CON DOLOR, constatamos, una vez más, que el proceso de liberación y la conquista de autonomía de las mujeres es percibida con recelo, descalificación y como amenaza.

CON RABIA, leemos su interpretación sesgada y errónea sobre las causas del terrorismo de género. Estamos convencidas de que la revolución sexual forma parte de un proceso más amplio en la construcción de nuestra identidad y dignidad como mujeres; el terrorismo de género exige de forma urgente un análisis riguroso por su multiplicidad de causas, entre las que está la mentalidad machista, la prepotencia del hombre sobre la mujer y el miedo de tantos varones a perder su poder.
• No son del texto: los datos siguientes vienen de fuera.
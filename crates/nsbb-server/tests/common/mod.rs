#![allow(dead_code)]

use axum::{
    body::Body,
    extract::Query,
    http::{Request, StatusCode},
    routing::get,
    Router,
};
use nsbb_db::{open_pool, DbPool, DEFAULT_MAX_CONNECTIONS};
use nsbb_nationstates::{NationStatesConfig, NationStatesPlugin};
use nsbb_plugin::{ForumPlugin, PluginRegistry};
use nsbb_server::{app, AppState};
use serde_json::Value;
use std::collections::HashMap;
use std::sync::Arc;
use tempfile::TempDir;
use tower::ServiceExt;

pub struct TestServer {
    pub app: Router,
    pub pool: DbPool,
    _dir: TempDir,
}

/// Serves a stand-in verification API answering every request with `body`.
pub async fn mock_verify_api(body: &'static str) -> String {
    let router = Router::new().route(
        "/cgi-bin/api.cgi",
        get(move |Query(params): Query<HashMap<String, String>>| async move {
            assert_eq!(params.get("a").map(String::as_str), Some("verify"));
            body
        }),
    );
    let listener = tokio::net::TcpListener::bind("127.0.0.1:0").await.unwrap();
    let addr = listener.local_addr().unwrap();
    tokio::spawn(async move {
        axum::serve(listener, router).await.unwrap();
    });
    format!("http://{addr}/cgi-bin/api.cgi")
}

/// An API URL nothing listens on.
pub fn unreachable_api() -> String {
    let listener = std::net::TcpListener::bind("127.0.0.1:0").unwrap();
    let addr = listener.local_addr().unwrap();
    drop(listener);
    format!("http://{addr}/cgi-bin/api.cgi")
}

pub fn nationstates_plugin(api_url: String) -> Arc<dyn ForumPlugin> {
    let config = NationStatesConfig {
        api_url,
        timeout_secs: 2,
        ..NationStatesConfig::default()
    };
    Arc::new(NationStatesPlugin::new(config).unwrap())
}

pub fn setup_with(plugins: PluginRegistry) -> TestServer {
    let dir = tempfile::tempdir().unwrap();
    let path = dir.path().join("forum.db");
    let pool = open_pool(path.to_str().unwrap(), DEFAULT_MAX_CONNECTIONS).unwrap();
    {
        let conn = pool.get().unwrap();
        nsbb_db::run_migrations(&conn).unwrap();
        plugins.run_migrations(&conn).unwrap();
    }
    TestServer {
        app: app(AppState::new(pool.clone(), plugins)),
        pool,
        _dir: dir,
    }
}

pub fn setup(api_url: String) -> TestServer {
    setup_with(PluginRegistry::new().with_plugin(nationstates_plugin(api_url)))
}

impl TestServer {
    pub async fn send(&self, request: Request<Body>) -> (StatusCode, Vec<u8>) {
        let response = self.app.clone().oneshot(request).await.unwrap();
        let status = response.status();
        let body = axum::body::to_bytes(response.into_body(), usize::MAX)
            .await
            .unwrap();
        (status, body.to_vec())
    }

    pub async fn get_json(&self, uri: &str) -> (StatusCode, Value) {
        let (status, body) = self
            .send(Request::builder().uri(uri).body(Body::empty()).unwrap())
            .await;
        (status, serde_json::from_slice(&body).unwrap_or(Value::Null))
    }

    pub async fn post_json(&self, uri: &str, payload: Value) -> (StatusCode, Value) {
        let (status, body) = self
            .send(
                Request::builder()
                    .method("POST")
                    .uri(uri)
                    .header("content-type", "application/json")
                    .body(Body::from(payload.to_string()))
                    .unwrap(),
            )
            .await;
        (status, serde_json::from_slice(&body).unwrap_or(Value::Null))
    }

    pub fn nation_of(&self, username: &str) -> Option<String> {
        let conn = self.pool.get().unwrap();
        let user = nsbb_db::get_user_by_username(&conn, username)
            .unwrap()
            .unwrap();
        nsbb_nationstates::store::user_nation(&conn, user.id).unwrap()
    }
}
//! Shared API plumbing: the error type and blocking database access.

use crate::AppState;
use axum::{
    http::StatusCode,
    response::{IntoResponse, Response},
    Json,
};
use nsbb_db::{PostError, UserError};
use nsbb_plugin::PluginError;
use rusqlite::Connection;
use std::collections::BTreeMap;
use std::sync::Arc;
use thiserror::Error;

/// API error type mapping to HTTP status codes.
#[derive(Debug, Error)]
pub enum ApiError {
    #[error("invalid input: {0}")]
    BadRequest(String),
    #[error("not found: {0}")]
    NotFound(String),
    #[error("conflict: {0}")]
    Conflict(String),
    /// Form validation failed; field name to messages.
    #[error("validation failed")]
    Validation(BTreeMap<String, Vec<String>>),
    #[error("internal server error: {0}")]
    InternalServerError(String),
}

impl IntoResponse for ApiError {
    fn into_response(self) -> Response {
        let (status, message) = match self {
            ApiError::Validation(errors) => {
                let body = Json(serde_json::json!({ "errors": errors }));
                return (StatusCode::UNPROCESSABLE_ENTITY, body).into_response();
            }
            ApiError::BadRequest(msg) => (StatusCode::BAD_REQUEST, msg),
            ApiError::NotFound(msg) => (StatusCode::NOT_FOUND, msg),
            ApiError::Conflict(msg) => (StatusCode::CONFLICT, msg),
            ApiError::InternalServerError(msg) => (StatusCode::INTERNAL_SERVER_ERROR, msg),
        };

        let body = Json(serde_json::json!({
            "error": message
        }));

        (status, body).into_response()
    }
}

impl From<UserError> for ApiError {
    fn from(e: UserError) -> Self {
        match e {
            UserError::NotFound(_) => ApiError::NotFound(e.to_string()),
            UserError::Duplicate(_) => ApiError::Conflict(e.to_string()),
            UserError::Database(_) => ApiError::InternalServerError(e.to_string()),
        }
    }
}

impl From<PostError> for ApiError {
    fn from(e: PostError) -> Self {
        match e {
            PostError::NotFound(_) => ApiError::NotFound(e.to_string()),
            PostError::Database(_) => ApiError::InternalServerError(e.to_string()),
        }
    }
}

impl From<PluginError> for ApiError {
    fn from(e: PluginError) -> Self {
        ApiError::InternalServerError(e.to_string())
    }
}

/// Runs `f` with a pooled connection on the blocking thread pool.
pub(crate) async fn with_conn<T, F>(state: Arc<AppState>, f: F) -> Result<T, ApiError>
where
    T: Send + 'static,
    F: FnOnce(&AppState, &Connection) -> Result<T, ApiError> + Send + 'static,
{
    tokio::task::spawn_blocking(move || {
        let conn = state
            .pool
            .get()
            .map_err(|e| ApiError::InternalServerError(format!("db connection failed: {}", e)))?;
        f(&*state, &*conn)
    })
    .await
    .map_err(|e| ApiError::InternalServerError(format!("task join error: {}", e)))?
}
CON URGENCIA, les instamos a que, a través de sus palabras y acciones, empiecen por denunciar el terrorismo de género para estimular actitudes y pedagogías nuevas. Les sugerimos que cada vez que haya una víctima se haga denuncia explicita en las homilías de cada parroquia.

CON INDIGNACIÓN, comprobamos que hacen caso omiso de la experiencia de las mujeres, sus realidades cotidianas, sus reflexiones sistemáticas, el trabajo de los colectivos implicados y todo el esfuerzo de tantas mujeres y muchos varones que reconocen el feminismo como camino de liberación colectiva.
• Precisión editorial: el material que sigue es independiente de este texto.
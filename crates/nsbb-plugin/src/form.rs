//! Registration form model and field validators.
//!
//! Fields are validated in the order they were added; a field's validators
//! run in order, and each validator sees the whole form, including the
//! errors of fields validated before it. A validator can stop the chain for
//! its own field (see [`ValidationError::stop`]).

use async_trait::async_trait;
use nsbb_markup::escape_html;
use std::collections::{BTreeMap, HashMap};
use std::fmt::{self, Write};
use std::sync::atomic::{AtomicU64, Ordering};
use std::sync::Arc;

/// A failed validation with a user-visible message.
#[derive(Debug, Clone, PartialEq, Eq)]
pub struct ValidationError {
    pub message: String,
    /// Skip the remaining validators of this field.
    pub stop_chain: bool,
}

impl ValidationError {
    pub fn new(message: impl Into<String>) -> Self {
        Self {
            message: message.into(),
            stop_chain: false,
        }
    }

    pub fn stop(message: impl Into<String>) -> Self {
        Self {
            message: message.into(),
            stop_chain: true,
        }
    }
}

/// Validates one field of a submitted form.
#[async_trait]
pub trait FieldValidator: Send + Sync {
    async fn validate(&self, form: &RegistrationForm, field: &FormField)
        -> Result<(), ValidationError>;
}

/// A single text field.
#[derive(Clone)]
pub struct FormField {
    pub name: String,
    pub label: String,
    /// Trusted HTML shown under the input.
    pub description_html: Option<String>,
    /// Defaults to the label when unset.
    pub placeholder: Option<String>,
    /// Submitted value, trimmed.
    pub value: String,
    pub errors: Vec<String>,
    validators: Vec<Arc<dyn FieldValidator>>,
}

impl fmt::Debug for FormField {
    fn fmt(&self, f: &mut fmt::Formatter<'_>) -> fmt::Result {
        f.debug_struct("FormField")
            .field("name", &self.name)
            .field("label", &self.label)
            .field("value", &self.value)
            .field("errors", &self.errors)
            .field("validators", &self.validators.len())
            .finish()
    }
}

impl FormField {
    pub fn new(name: impl Into<String>, label: impl Into<String>) -> Self {
        Self {
            name: name.into(),
            label: label.into(),
            description_html: None,
            placeholder: None,
            value: String::new(),
            errors: Vec::new(),
            validators: Vec::new(),
        }
    }

    pub fn description_html(mut self, html: impl Into<String>) -> Self {
        self.description_html = Some(html.into());
        self
    }

    pub fn placeholder(mut self, placeholder: impl Into<String>) -> Self {
        self.placeholder = Some(placeholder.into());
        self
    }

    pub fn validator(mut self, validator: impl FieldValidator + 'static) -> Self {
        self.validators.push(Arc::new(validator));
        self
    }

    pub fn has_errors(&self) -> bool {
        !self.errors.is_empty()
    }
}

/// Identifies one registration form instance, unique within the process.
///
/// Plugins key per-submission state by it so that concurrent registrations
/// for the same username do not see each other's state.
#[derive(Debug, Clone, Copy, PartialEq, Eq, Hash)]
pub struct SubmissionId(u64);

impl SubmissionId {
    pub fn next() -> Self {
        static NEXT: AtomicU64 = AtomicU64::new(1);
        Self(NEXT.fetch_add(1, Ordering::Relaxed))
    }
}

impl fmt::Display for SubmissionId {
    fn fmt(&self, f: &mut fmt::Formatter<'_>) -> fmt::Result {
        self.0.fmt(f)
    }
}

/// The registration form: host fields first, then plugin fields.
#[derive(Debug, Clone)]
pub struct RegistrationForm {
    fields: Vec<FormField>,
    submission: SubmissionId,
}

impl Default for RegistrationForm {
    fn default() -> Self {
        Self {
            fields: Vec::new(),
            submission: SubmissionId::next(),
        }
    }
}

impl RegistrationForm {
    pub fn new() -> Self {
        Self::default()
    }

    pub fn submission(&self) -> SubmissionId {
        self.submission
    }

    pub fn add_field(&mut self, field: FormField) {
        self.fields.push(field);
    }

    pub fn fields(&self) -> &[FormField] {
        &self.fields
    }

    pub fn field(&self, name: &str) -> Option<&FormField> {
        self.fields.iter().find(|f| f.name == name)
    }

    /// The submitted value of `name`, if the form has such a field.
    pub fn value(&self, name: &str) -> Option<&str> {
        self.field(name).map(|f| f.value.as_str())
    }

    /// Copies submitted values into the fields. Missing values become empty.
    pub fn fill(&mut self, values: &HashMap<String, String>) {
        for field in &mut self.fields {
            field.value = values
                .get(&field.name)
                .map(|v| v.trim().to_string())
                .unwrap_or_default();
            field.errors.clear();
        }
    }

    /// Runs every validator and records errors. Returns whether the form is valid.
    pub async fn validate(&mut self) -> bool {
        for index in 0..self.fields.len() {
            let errors = self.run_validators(index).await;
            self.fields[index].errors = errors;
        }
        self.is_valid()
    }

    async fn run_validators(&self, index: usize) -> Vec<String> {
        let field = &self.fields[index];
        let mut errors = Vec::new();
        for validator in &field.validators {
            if let Err(e) = validator.validate(self, field).await {
                errors.push(e.message);
                if e.stop_chain {
                    break;
                }
            }
        }
        errors
    }

    pub fn is_valid(&self) -> bool {
        self.fields.iter().all(|f| !f.has_errors())
    }

    /// Field name to messages, for fields that failed.
    pub fn errors(&self) -> BTreeMap<String, Vec<String>> {
        self.fields
            .iter()
            .filter(|f| f.has_errors())
            .map(|f| (f.name.clone(), f.errors.clone()))
            .collect()
    }
}

/// Fails (and stops the chain) when the value is empty.
#[derive(Debug, Clone)]
pub struct Required {
    message: String,
}

impl Required {
    pub fn new(message: impl Into<String>) -> Self {
        Self {
            message: message.into(),
        }
    }
}

#[async_trait]
impl FieldValidator for Required {
    async fn validate(
        &self,
        _form: &RegistrationForm,
        field: &FormField,
    ) -> Result<(), ValidationError> {
        if field.value.trim().is_empty() {
            return Err(ValidationError::stop(self.message.clone()));
        }
        Ok(())
    }
}

/// Bounds the value's length in characters.
#[derive(Debug, Clone)]
pub struct Length {
    min: usize,
    max: usize,
}

impl Length {
    pub fn new(min: usize, max: usize) -> Self {
        Self { min, max }
    }
}

#[async_trait]
impl FieldValidator for Length {
    async fn validate(
        &self,
        _form: &RegistrationForm,
        field: &FormField,
    ) -> Result<(), ValidationError> {
        let len = field.value.chars().count();
        if len < self.min || len > self.max {
            return Err(ValidationError::new(format!(
                "Field must be between {} and {} characters long.",
                self.min, self.max
            )));
        }
        Ok(())
    }
}

/// Requires a non-empty value made only of allowed characters.
#[derive(Debug, Clone)]
pub struct AllowedChars {
    allowed: fn(char) -> bool,
    message: String,
}

impl AllowedChars {
    pub fn new(allowed: fn(char) -> bool, message: impl Into<String>) -> Self {
        Self {
            allowed,
            message: message.into(),
        }
    }

    pub fn matches(&self, value: &str) -> bool {
        !value.is_empty() && value.chars().all(self.allowed)
    }
}

#[async_trait]
impl FieldValidator for AllowedChars {
    async fn validate(
        &self,
        _form: &RegistrationForm,
        field: &FormField,
    ) -> Result<(), ValidationError> {
        if self.matches(&field.value) {
            Ok(())
        } else {
            Err(ValidationError::new(self.message.clone()))
        }
    }
}

/// Renders a field as a Bootstrap horizontal form group.
pub fn render_horizontal_field(field: &FormField) -> String {
    let name = escape_html(&field.name);
    let label = escape_html(&field.label);
    let placeholder = escape_html(field.placeholder.as_deref().unwrap_or(&field.label));
    let mut html = String::new();

    let _ = writeln!(
        html,
        "<div class=\"form-group row{}\">",
        if field.has_errors() { " has-error" } else { "" }
    );
    let _ = writeln!(
        html,
        "    <label class=\"col-sm-3 control-label\" for=\"{name}\">{label}</label>"
    );
    html.push_str("    <div class=\"col-sm-4\">\n");
    let _ = writeln!(
        html,
        "        <input class=\"form-control\" id=\"{name}\" name=\"{name}\" placeholder=\"{placeholder}\" type=\"text\" value=\"{}\">",
        escape_html(&field.value)
    );
    if let Some(description) = &field.description_html {
        let _ = writeln!(html, "        <span class=\"help-block\">{description}</span>");
    }
    for error in &field.errors {
        let _ = writeln!(
            html,
            "        <span class=\"help-block\">{}</span>",
            escape_html(error)
        );
    }
    html.push_str("    </div>\n</div>\n");
    html
}

#[cfg(test)]
mod tests {
    use super::*;

    struct SeesEarlierErrors;

    #[async_trait]
    impl FieldValidator for SeesEarlierErrors {
        async fn validate(
            &self,
            form: &RegistrationForm,
            _field: &FormField,
        ) -> Result<(), ValidationError> {
            match form.field("first") {
                Some(first) if first.has_errors() => Err(ValidationError::new("first failed")),
                _ => Ok(()),
            }
        }
    }

    fn values(pairs: &[(&str, &str)]) -> HashMap<String, String> {
        pairs
            .iter()
            .map(|(k, v)| (k.to_string(), v.to_string()))
            .collect()
    }

    fn alnum(c: char) -> bool {
        c.is_ascii_alphanumeric()
    }

    #[tokio::test]
    async fn required_stops_the_chain() {
        let mut form = RegistrationForm::new();
        form.add_field(
            FormField::new("first", "First")
                .validator(Required::new("First is required"))
                .validator(AllowedChars::new(alnum, "Bad characters")),
        );
        form.fill(&values(&[("first", "   ")]));

        assert!(!form.validate().await);
        assert_eq!(
            form.errors().get("first"),
            Some(&vec!["First is required".to_string()])
        );
    }

    #[tokio::test]
    async fn non_stopping_errors_accumulate() {
        let mut form = RegistrationForm::new();
        form.add_field(
            FormField::new("first", "First")
                .validator(Length::new(5, 10))
                .validator(AllowedChars::new(alnum, "Bad characters")),
        );
        form.fill(&values(&[("first", "a!")]));

        assert!(!form.validate().await);
        assert_eq!(form.field("first").unwrap().errors.len(), 2);
    }

    #[tokio::test]
    async fn later_validators_see_earlier_field_errors() {
        let mut form = RegistrationForm::new();
        form.add_field(FormField::new("first", "First").validator(Required::new("required")));
        form.add_field(FormField::new("second", "Second").validator(SeesEarlierErrors));
        form.fill(&values(&[("second", "x")]));

        assert!(!form.validate().await);
        assert_eq!(
            form.errors().get("second"),
            Some(&vec!["first failed".to_string()])
        );

        form.fill(&values(&[("first", "ok"), ("second", "x")]));
        assert!(form.validate().await);
        assert!(form.errors().is_empty());
    }

    #[test]
    fn each_form_gets_its_own_submission() {
        let form = RegistrationForm::new();
        let other = RegistrationForm::new();
        assert_ne!(form.submission(), other.submission());
        assert_eq!(form.clone().submission(), form.submission());
    }

    #[test]
    fn fill_trims_and_defaults_missing_values() {
        let mut form = RegistrationForm::new();
        form.add_field(FormField::new("a", "A"));
        form.add_field(FormField::new("b", "B"));
        form.fill(&values(&[("a", "  alice \n")]));

        assert_eq!(form.value("a"), Some("alice"));
        assert_eq!(form.value("b"), Some(""));
        assert_eq!(form.value("c"), None);
    }

    #[test]
    fn allowed_chars_rejects_empty_values() {
        let v = AllowedChars::new(alnum, "bad");
        assert!(v.matches("abc123"));
        assert!(!v.matches(""));
        assert!(!v.matches("abc 123"));
    }

    #[test]
    fn horizontal_field_markup() {
        let mut field = FormField::new("nation", "Nation name")
            .description_html("<a href=\"/help\">help</a>");
        field.value = "\"Test\"".to_string();
        field.errors.push("Code <incorrect>".to_string());

        let html = render_horizontal_field(&field);
        assert!(html.starts_with("<div class=\"form-group row has-error\">"));
        assert!(html.contains("for=\"nation\">Nation name</label>"));
        assert!(html.contains("placeholder=\"Nation name\""));
        assert!(html.contains("value=\"&quot;Test&quot;\""));
        assert!(html.contains("<span class=\"help-block\"><a href=\"/help\">help</a></span>"));
        assert!(html.contains("<span class=\"help-block\">Code &lt;incorrect&gt;</span>"));
    }
}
CON TRISTEZA, consideramos que han usurpado la Buena Noticia del evangelio, han neutralizado su energía positiva, su osadía y su profetismo para convertirla en un conjunto de normas morales y directrices que pretenden ordenar las vidas ajenas y controlar las conciencias.
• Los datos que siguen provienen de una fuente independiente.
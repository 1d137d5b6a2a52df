//! The `users.nation` column added by this plugin.

use crate::error::NationStatesError;
use rusqlite::{params, Connection, OptionalExtension};

/// Sets (or clears) the nation of a user.
pub fn set_user_nation(
    conn: &Connection,
    user_id: i64,
    nation: Option<&str>,
) -> Result<(), NationStatesError> {
    let updated = conn.execute(
        "UPDATE users SET nation = ?1 WHERE id = ?2",
        params![nation, user_id],
    )?;
    if updated == 0 {
        return Err(NationStatesError::UserNotFound(user_id.to_string()));
    }
    Ok(())
}

/// The nation linked to a user, if any.
pub fn user_nation(conn: &Connection, user_id: i64) -> Result<Option<String>, NationStatesError> {
    conn.query_row(
        "SELECT nation FROM users WHERE id = ?1",
        params![user_id],
        |row| row.get::<_, Option<String>>(0),
    )
    .optional()?
    .ok_or_else(|| NationStatesError::UserNotFound(user_id.to_string()))
}
//! nsbb server library logic.

pub mod api;
pub mod api_posts;
pub mod api_register;
pub mod api_users;
pub mod config;

use axum::{
    extract::DefaultBodyLimit,
    routing::{get, post},
    Extension, Json, Router,
};
use nsbb_db::DbPool;
use nsbb_markup::PostRenderer;
use nsbb_plugin::PluginRegistry;
use serde_json::{json, Value};
use std::sync::Arc;
use tower_http::trace::TraceLayer;

/// Application state shared across all request handlers.
#[derive(Clone)]
pub struct AppState {
    /// Database connection pool.
    pub pool: DbPool,
    /// Installed plugins, in dispatch order.
    pub plugins: Arc<PluginRegistry>,
    /// Post renderer composed from every plugin's markup contributions.
    pub renderer: Arc<PostRenderer>,
}

impl AppState {
    /// Builds the state, composing the renderer from `plugins`.
    pub fn new(pool: DbPool, plugins: PluginRegistry) -> Self {
        let renderer = plugins.post_renderer();
        tracing::debug!(
            rules = ?renderer.parser().rule_names(),
            strategies = ?renderer.strategy_names(),
            "composed post renderer"
        );
        Self {
            pool,
            plugins: Arc::new(plugins),
            renderer: Arc::new(renderer),
        }
    }
}

/// Maximum request body size (256 KiB).
const MAX_REQUEST_BODY_BYTES: usize = 256 * 1024;

/// Health check handler.
async fn health() -> Json<Value> {
    Json(json!({
        "status": "ok",
        "version": env!("CARGO_PKG_VERSION")
    }))
}

/// Builds the application router with all routes.
pub fn app(state: AppState) -> Router {
    Router::new()
        .route("/health", get(health))
        .route("/register", get(api_register::registration_page_handler))
        .route("/api/register", post(api_register::register_handler))
        .route("/api/users/{username}", get(api_users::get_user_handler))
        .route("/api/posts", post(api_posts::create_post_handler))
        .route("/api/posts/preview", post(api_posts::preview_handler))
        .route("/api/posts/{id}", get(api_posts::get_post_handler))
        .layer(DefaultBodyLimit::max(MAX_REQUEST_BODY_BYTES))
        .layer(TraceLayer::new_for_http())
        .layer(Extension(Arc::new(state)))
}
CON PERPLEJIDAD, entendemos que sus palabras sobre la "excelencia" de la virginidad y el celibato como superiores al matrimonio son una lectura bíblica deficitaria y una observación ridícula e increíble en el siglo XXI

CON ESCÁNDALO, vemos la demonización que hacen de otras formas de relaciones humanas y de sexualidad (homosexualidad, parejas de hecho, situaciones de divorcio...) Cuando en el evangelio no hay apenas alusiones a la sexualidad u sí, sin embargo, de forma definitiva, al amor.

CON SENTIDO COMÚN, les recordamos que nadie tiene capacidad para hablar sobre tan amplio espectro de temas, máxime cuando, en su caso, los temas les resultan tan alejados por su condición de varones célibes, sin hijos a quienes educar ni compromisos familiares.

CON PREOCUPACIÓN, leemos su intención de que los conceptos y enfoques vertidos en el documento sean llevados a la escuela, lo que supondría afianzar el estilo de relación hombre-mujer que, esa sí, tan amargos frutos ha producido y sigue hoy, de forma más evidente y cruel, produciendo.

CON CLARIDAD, constatamos que continúa vigente la alianza secular de la jerarquía eclesiástica con el poder político-económico para conservar mutuamente sus privilegios. Ambos poderes parecen necesitar un modelo de mujer y de familia que no sólo es obsoleto sino pernicioso porque produce dominación y sometimiento.